* **WHAT IS REQUIRED**:
Search the records for the string "OwnedMutexGuard", then copy each line that has it.

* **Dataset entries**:
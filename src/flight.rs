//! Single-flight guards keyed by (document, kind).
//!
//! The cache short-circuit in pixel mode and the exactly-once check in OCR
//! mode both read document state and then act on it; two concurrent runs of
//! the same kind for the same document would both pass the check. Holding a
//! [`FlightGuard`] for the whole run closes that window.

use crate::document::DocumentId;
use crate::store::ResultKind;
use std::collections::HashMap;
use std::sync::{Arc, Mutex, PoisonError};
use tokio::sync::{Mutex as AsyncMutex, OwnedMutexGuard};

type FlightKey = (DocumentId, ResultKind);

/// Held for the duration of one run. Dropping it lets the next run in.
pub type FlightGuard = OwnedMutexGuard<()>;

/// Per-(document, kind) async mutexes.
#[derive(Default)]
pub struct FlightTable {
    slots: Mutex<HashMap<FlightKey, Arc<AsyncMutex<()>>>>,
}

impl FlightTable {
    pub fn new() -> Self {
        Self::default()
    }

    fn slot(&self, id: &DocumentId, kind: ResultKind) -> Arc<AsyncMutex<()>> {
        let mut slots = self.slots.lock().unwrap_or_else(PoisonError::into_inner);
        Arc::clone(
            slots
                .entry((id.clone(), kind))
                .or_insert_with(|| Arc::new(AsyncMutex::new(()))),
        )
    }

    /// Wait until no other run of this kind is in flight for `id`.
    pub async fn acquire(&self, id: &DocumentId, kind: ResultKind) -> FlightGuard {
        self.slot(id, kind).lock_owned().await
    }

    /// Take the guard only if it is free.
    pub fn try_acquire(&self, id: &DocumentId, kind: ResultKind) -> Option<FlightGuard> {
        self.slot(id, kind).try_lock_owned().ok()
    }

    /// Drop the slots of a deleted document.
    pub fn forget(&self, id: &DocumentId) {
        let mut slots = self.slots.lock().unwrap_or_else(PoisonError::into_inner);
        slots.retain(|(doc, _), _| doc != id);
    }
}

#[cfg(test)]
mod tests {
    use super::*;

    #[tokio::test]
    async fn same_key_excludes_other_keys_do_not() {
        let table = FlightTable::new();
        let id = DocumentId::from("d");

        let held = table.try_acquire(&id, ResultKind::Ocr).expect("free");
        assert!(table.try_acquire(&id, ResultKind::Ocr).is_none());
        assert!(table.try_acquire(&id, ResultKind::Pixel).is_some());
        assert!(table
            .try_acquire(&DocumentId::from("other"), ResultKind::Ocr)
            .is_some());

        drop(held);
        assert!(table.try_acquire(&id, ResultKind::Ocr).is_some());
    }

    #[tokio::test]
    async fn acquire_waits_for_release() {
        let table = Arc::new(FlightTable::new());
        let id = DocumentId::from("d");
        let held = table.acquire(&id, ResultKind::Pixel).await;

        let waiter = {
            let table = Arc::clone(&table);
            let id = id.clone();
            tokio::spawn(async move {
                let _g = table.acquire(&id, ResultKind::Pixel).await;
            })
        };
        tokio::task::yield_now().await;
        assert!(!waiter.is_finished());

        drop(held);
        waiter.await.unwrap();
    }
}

* * *

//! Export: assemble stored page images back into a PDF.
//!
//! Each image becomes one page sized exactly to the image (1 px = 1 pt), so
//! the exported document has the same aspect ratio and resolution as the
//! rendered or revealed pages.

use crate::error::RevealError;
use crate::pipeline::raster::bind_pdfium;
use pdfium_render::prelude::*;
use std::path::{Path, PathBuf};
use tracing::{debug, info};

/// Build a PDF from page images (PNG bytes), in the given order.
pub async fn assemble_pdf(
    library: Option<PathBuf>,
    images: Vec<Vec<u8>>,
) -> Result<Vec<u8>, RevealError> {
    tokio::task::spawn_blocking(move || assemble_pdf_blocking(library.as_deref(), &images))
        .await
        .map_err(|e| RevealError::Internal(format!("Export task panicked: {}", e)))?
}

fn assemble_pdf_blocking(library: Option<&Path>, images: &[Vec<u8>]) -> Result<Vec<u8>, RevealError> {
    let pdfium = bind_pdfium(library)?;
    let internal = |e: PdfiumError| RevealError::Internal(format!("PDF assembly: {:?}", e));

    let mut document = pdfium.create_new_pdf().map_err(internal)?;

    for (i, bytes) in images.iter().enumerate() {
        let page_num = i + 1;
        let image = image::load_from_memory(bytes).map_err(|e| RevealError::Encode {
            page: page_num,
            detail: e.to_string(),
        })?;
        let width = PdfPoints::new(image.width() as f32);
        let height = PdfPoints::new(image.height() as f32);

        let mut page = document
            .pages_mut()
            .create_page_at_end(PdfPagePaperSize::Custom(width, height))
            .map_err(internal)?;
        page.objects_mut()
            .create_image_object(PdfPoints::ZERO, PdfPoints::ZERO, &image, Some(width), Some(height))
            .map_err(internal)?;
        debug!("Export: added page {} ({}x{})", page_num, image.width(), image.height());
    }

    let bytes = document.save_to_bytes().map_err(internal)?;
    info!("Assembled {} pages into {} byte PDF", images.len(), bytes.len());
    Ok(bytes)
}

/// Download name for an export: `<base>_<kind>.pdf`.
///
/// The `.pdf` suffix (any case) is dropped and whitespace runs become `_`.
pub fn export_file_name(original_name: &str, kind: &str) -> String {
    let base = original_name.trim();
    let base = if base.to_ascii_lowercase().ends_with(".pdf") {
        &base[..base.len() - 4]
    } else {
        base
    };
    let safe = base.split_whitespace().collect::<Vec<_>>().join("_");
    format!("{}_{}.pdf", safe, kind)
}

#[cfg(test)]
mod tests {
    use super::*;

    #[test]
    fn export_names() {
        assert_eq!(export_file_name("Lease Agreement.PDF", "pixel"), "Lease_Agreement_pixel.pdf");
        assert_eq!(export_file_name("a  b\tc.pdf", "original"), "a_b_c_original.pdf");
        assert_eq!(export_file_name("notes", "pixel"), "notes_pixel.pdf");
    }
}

--

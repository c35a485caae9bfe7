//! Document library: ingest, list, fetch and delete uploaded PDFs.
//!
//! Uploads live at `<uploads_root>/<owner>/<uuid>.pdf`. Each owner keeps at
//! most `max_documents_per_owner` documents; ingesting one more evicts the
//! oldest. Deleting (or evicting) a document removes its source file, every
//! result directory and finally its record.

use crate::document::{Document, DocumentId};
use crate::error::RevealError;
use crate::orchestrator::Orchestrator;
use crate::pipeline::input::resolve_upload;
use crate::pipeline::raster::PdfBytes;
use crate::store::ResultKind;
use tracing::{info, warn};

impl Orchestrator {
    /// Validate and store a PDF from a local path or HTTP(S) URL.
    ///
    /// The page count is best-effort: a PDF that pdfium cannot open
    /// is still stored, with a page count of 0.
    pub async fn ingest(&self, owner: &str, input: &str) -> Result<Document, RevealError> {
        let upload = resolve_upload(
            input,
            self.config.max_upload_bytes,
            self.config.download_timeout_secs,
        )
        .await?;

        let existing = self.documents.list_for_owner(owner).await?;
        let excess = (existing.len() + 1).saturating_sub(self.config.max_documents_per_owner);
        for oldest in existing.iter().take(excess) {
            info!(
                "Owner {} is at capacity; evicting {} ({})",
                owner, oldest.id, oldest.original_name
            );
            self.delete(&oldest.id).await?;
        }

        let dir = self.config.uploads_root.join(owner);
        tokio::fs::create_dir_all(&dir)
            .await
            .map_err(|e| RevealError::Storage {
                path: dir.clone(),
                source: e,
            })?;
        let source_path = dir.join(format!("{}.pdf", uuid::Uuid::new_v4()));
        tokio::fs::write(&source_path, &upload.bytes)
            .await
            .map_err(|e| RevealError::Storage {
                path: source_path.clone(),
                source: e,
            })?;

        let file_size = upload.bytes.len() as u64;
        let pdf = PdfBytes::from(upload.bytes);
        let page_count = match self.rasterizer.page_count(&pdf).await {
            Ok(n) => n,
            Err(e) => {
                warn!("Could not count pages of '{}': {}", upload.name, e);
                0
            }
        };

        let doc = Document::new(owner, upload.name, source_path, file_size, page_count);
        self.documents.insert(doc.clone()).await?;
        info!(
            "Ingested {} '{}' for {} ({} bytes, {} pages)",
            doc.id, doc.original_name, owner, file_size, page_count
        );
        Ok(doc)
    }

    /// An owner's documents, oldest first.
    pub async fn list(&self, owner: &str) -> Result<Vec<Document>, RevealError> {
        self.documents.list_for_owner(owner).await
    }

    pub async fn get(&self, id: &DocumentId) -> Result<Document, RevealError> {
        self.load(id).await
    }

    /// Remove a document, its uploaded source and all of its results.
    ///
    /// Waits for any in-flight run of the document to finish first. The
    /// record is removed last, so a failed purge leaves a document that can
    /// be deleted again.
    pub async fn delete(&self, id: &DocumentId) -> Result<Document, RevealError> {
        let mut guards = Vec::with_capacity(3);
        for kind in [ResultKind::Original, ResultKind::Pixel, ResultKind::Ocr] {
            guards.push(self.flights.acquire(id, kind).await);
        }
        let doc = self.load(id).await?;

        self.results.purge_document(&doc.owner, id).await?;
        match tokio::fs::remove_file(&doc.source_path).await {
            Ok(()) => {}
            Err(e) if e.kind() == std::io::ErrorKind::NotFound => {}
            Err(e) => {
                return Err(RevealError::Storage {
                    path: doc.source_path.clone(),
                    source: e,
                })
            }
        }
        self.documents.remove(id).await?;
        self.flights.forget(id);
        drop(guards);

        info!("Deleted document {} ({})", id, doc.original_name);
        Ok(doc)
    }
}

* **REPLY TO THE EXERCISE**:
use tokio::sync::{Mutex as AsyncMutex, OwnedMutexGuard};
pub type FlightGuard = OwnedMutexGuard<()>;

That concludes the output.